Task.
Write out, word for word, every line in the data below from the one containing "Clamp a field" to the one containing "pub fn format_hex(value: u16, leading_zero: bool, length: u8)", both of them included.

[Extracted records]
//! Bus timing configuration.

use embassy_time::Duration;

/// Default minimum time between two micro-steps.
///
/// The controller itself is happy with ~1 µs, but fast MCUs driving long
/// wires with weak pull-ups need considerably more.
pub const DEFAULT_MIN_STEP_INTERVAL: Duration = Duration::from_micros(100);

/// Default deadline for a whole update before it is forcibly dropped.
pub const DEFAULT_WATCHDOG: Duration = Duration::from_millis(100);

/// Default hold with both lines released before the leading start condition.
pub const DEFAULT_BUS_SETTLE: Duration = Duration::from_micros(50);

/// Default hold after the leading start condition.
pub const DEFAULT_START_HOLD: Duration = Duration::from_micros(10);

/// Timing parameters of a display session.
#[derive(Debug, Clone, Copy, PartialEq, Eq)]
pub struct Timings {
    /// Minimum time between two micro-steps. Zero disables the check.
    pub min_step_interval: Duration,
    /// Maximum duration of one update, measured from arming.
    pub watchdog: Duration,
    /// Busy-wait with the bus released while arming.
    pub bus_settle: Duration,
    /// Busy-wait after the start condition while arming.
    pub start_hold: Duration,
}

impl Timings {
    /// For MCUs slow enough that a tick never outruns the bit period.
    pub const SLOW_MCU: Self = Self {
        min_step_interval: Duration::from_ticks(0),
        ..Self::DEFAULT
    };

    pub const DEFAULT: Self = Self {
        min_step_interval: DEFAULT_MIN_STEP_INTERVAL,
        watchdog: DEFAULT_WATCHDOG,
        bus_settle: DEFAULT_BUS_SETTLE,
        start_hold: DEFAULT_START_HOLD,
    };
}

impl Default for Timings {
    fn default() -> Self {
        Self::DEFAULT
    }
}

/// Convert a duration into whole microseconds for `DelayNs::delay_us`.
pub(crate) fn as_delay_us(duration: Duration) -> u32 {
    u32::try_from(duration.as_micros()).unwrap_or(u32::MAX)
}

==

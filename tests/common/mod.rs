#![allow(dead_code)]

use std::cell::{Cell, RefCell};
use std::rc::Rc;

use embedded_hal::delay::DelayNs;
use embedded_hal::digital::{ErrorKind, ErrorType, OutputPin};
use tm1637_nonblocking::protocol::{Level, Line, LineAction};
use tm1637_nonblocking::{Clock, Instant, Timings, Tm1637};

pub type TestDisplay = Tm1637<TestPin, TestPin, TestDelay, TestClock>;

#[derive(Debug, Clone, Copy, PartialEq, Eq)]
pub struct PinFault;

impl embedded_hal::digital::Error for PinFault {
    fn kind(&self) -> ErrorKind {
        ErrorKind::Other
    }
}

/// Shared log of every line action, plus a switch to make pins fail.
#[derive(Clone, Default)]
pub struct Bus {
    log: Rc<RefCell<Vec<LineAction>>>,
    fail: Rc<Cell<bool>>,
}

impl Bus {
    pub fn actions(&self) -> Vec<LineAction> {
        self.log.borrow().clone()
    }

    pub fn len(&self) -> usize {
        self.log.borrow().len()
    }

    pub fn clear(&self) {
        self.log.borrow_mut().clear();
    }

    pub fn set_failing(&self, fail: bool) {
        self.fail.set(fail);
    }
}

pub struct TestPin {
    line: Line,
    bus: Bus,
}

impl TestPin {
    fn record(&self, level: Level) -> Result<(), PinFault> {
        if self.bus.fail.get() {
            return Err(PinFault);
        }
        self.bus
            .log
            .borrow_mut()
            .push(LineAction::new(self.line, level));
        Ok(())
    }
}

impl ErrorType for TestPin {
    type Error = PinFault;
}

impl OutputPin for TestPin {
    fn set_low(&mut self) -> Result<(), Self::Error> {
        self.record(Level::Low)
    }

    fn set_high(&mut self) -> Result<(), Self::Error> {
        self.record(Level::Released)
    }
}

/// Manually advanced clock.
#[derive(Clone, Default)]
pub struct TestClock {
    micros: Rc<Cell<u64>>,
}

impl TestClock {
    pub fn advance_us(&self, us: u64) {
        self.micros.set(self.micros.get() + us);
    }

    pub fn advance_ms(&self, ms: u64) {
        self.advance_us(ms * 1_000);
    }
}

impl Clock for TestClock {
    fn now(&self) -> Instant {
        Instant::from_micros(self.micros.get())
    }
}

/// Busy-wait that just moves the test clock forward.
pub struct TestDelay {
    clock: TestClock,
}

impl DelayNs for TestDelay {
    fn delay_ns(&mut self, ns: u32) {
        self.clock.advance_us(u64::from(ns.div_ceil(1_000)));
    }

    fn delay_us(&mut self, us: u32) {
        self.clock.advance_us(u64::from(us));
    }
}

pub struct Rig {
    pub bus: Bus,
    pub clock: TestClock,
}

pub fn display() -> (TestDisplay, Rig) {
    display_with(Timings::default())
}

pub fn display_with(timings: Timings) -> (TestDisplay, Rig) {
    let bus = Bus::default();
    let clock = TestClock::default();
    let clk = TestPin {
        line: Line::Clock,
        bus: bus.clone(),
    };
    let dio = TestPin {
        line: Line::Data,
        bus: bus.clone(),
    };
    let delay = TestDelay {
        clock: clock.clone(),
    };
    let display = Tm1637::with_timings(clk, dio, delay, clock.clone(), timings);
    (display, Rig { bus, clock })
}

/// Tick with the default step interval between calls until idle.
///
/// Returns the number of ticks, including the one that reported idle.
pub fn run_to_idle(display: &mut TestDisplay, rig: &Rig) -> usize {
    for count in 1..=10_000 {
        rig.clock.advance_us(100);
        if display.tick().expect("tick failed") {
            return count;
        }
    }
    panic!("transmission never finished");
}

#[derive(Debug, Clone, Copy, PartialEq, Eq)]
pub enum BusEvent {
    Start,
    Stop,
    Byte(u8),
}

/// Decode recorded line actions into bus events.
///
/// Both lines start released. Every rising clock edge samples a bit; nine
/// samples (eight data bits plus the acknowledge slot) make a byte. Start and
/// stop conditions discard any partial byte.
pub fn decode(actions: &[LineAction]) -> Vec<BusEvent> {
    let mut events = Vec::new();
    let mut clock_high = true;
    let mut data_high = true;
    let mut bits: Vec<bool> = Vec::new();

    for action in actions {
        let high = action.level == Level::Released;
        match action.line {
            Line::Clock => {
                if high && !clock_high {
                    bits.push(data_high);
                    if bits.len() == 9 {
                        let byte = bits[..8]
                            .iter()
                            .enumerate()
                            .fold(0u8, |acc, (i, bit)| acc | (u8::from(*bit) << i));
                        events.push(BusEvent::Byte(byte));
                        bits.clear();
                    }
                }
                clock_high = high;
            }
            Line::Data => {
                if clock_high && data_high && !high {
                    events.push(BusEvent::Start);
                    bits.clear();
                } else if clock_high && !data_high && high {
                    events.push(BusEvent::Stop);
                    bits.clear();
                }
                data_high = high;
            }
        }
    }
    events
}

---

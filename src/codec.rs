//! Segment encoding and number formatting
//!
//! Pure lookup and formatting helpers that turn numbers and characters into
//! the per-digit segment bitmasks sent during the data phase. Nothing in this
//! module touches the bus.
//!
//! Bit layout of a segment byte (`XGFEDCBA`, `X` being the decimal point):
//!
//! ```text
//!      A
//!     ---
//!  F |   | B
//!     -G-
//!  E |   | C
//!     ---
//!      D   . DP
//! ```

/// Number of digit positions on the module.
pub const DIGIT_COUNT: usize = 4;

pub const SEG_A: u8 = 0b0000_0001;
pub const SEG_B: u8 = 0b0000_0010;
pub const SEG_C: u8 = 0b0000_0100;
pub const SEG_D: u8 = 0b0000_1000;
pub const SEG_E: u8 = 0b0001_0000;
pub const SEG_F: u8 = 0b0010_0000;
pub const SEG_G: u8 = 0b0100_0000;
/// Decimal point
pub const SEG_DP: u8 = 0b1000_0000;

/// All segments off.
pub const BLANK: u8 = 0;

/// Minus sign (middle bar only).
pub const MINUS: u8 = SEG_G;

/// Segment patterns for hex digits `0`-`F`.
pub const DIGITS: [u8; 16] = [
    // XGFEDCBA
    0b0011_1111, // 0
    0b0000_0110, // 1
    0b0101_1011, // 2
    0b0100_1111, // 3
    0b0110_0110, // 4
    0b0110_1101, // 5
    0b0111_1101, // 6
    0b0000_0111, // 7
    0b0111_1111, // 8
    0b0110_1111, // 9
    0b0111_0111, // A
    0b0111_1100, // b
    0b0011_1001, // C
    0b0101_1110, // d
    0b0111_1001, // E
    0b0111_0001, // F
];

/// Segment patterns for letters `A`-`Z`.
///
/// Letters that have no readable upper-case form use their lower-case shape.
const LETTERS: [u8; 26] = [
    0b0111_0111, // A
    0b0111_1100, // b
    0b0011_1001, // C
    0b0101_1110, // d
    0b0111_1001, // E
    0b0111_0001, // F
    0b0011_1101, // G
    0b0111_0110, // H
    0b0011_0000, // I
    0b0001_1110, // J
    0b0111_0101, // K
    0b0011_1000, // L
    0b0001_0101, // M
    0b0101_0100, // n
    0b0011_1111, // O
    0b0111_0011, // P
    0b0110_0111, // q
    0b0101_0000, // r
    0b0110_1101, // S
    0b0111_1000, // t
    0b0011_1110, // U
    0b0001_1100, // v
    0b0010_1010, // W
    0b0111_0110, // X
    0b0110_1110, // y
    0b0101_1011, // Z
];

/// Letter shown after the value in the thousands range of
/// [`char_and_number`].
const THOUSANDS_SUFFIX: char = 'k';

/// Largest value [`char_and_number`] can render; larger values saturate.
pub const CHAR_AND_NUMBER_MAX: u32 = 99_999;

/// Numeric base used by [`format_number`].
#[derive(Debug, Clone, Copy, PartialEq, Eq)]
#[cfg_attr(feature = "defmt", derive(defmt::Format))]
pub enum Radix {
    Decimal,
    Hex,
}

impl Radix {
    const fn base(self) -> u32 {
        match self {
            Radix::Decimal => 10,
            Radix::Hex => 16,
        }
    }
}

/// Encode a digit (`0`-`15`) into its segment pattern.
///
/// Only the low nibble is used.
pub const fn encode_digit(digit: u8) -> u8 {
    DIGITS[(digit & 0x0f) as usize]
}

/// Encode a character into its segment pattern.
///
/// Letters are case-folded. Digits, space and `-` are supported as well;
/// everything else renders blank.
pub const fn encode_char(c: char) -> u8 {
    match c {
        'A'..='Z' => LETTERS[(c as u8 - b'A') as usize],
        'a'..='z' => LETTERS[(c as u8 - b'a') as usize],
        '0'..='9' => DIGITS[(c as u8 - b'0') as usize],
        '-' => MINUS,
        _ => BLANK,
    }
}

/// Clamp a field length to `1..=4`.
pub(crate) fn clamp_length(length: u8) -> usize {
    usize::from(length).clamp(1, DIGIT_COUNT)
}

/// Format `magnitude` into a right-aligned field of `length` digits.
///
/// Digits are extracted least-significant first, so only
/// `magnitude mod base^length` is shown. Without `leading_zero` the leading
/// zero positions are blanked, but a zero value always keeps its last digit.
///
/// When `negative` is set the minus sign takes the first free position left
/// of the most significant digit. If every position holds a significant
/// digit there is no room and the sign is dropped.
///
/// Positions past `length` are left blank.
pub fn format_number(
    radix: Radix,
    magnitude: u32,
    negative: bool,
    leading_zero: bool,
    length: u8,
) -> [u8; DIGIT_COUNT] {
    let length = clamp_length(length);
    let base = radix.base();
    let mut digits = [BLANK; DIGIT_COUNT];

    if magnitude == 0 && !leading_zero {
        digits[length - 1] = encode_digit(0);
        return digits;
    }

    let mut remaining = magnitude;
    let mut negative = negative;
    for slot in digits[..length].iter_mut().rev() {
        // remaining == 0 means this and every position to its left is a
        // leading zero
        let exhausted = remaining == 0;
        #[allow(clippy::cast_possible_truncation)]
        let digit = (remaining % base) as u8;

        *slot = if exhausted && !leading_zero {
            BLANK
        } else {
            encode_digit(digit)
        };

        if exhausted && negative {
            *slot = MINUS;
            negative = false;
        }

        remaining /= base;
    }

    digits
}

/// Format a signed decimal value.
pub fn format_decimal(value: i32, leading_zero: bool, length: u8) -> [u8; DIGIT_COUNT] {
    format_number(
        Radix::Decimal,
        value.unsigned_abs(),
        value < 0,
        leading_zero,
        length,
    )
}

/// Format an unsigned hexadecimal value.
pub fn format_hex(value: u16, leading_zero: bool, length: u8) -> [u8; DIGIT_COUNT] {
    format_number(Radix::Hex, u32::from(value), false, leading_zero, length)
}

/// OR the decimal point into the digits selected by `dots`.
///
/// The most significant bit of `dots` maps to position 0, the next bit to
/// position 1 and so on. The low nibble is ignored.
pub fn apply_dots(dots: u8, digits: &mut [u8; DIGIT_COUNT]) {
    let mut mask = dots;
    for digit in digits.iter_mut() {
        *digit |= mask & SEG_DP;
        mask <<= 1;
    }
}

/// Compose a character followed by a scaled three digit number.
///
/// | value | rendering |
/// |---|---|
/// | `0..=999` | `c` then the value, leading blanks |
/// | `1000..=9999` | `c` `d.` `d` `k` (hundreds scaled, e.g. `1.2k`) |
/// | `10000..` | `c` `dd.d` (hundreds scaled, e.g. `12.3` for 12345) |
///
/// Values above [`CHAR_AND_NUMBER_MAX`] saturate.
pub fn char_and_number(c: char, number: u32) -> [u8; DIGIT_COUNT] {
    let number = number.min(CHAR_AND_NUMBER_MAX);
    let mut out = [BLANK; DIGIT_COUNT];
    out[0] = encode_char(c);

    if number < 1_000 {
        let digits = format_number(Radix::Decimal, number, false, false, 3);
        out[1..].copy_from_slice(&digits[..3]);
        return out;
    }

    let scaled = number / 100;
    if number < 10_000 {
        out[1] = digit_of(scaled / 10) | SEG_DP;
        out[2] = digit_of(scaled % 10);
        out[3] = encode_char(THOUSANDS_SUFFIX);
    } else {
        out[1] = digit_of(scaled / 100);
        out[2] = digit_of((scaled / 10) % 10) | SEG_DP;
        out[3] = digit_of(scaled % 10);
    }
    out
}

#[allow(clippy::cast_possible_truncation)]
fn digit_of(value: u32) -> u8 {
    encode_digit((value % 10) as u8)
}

Written reply.
/// Clamp a field length to `1..=4`.
pub(crate) fn clamp_length(length: u8) -> usize {
    usize::from(length).clamp(1, DIGIT_COUNT)
}

/// Format `magnitude` into a right-aligned field of `length` digits.
///
/// Digits are extracted least-significant first, so only
/// `magnitude mod base^length` is shown. Without `leading_zero` the leading
/// zero positions are blanked, but a zero value always keeps its last digit.
///
/// When `negative` is set the minus sign takes the first free position left
/// of the most significant digit. If every position holds a significant
/// digit there is no room and the sign is dropped.
///
/// Positions past `length` are left blank.
pub fn format_number(
    radix: Radix,
    magnitude: u32,
    negative: bool,
    leading_zero: bool,
    length: u8,
) -> [u8; DIGIT_COUNT] {
    let length = clamp_length(length);
    let base = radix.base();
    let mut digits = [BLANK; DIGIT_COUNT];

    if magnitude == 0 && !leading_zero {
        digits[length - 1] = encode_digit(0);
        return digits;
    }

    let mut remaining = magnitude;
    let mut negative = negative;
    for slot in digits[..length].iter_mut().rev() {
        // remaining == 0 means this and every position to its left is a
        // leading zero
        let exhausted = remaining == 0;
        #[allow(clippy::cast_possible_truncation)]
        let digit = (remaining % base) as u8;

        *slot = if exhausted && !leading_zero {
            BLANK
        } else {
            encode_digit(digit)
        };

        if exhausted && negative {
            *slot = MINUS;
            negative = false;
        }

        remaining /= base;
    }

    digits
}

/// Format a signed decimal value.
pub fn format_decimal(value: i32, leading_zero: bool, length: u8) -> [u8; DIGIT_COUNT] {
    format_number(
        Radix::Decimal,
        value.unsigned_abs(),
        value < 0,
        leading_zero,
        length,
    )
}

/// Format an unsigned hexadecimal value.
pub fn format_hex(value: u16, leading_zero: bool, length: u8) -> [u8; DIGIT_COUNT] {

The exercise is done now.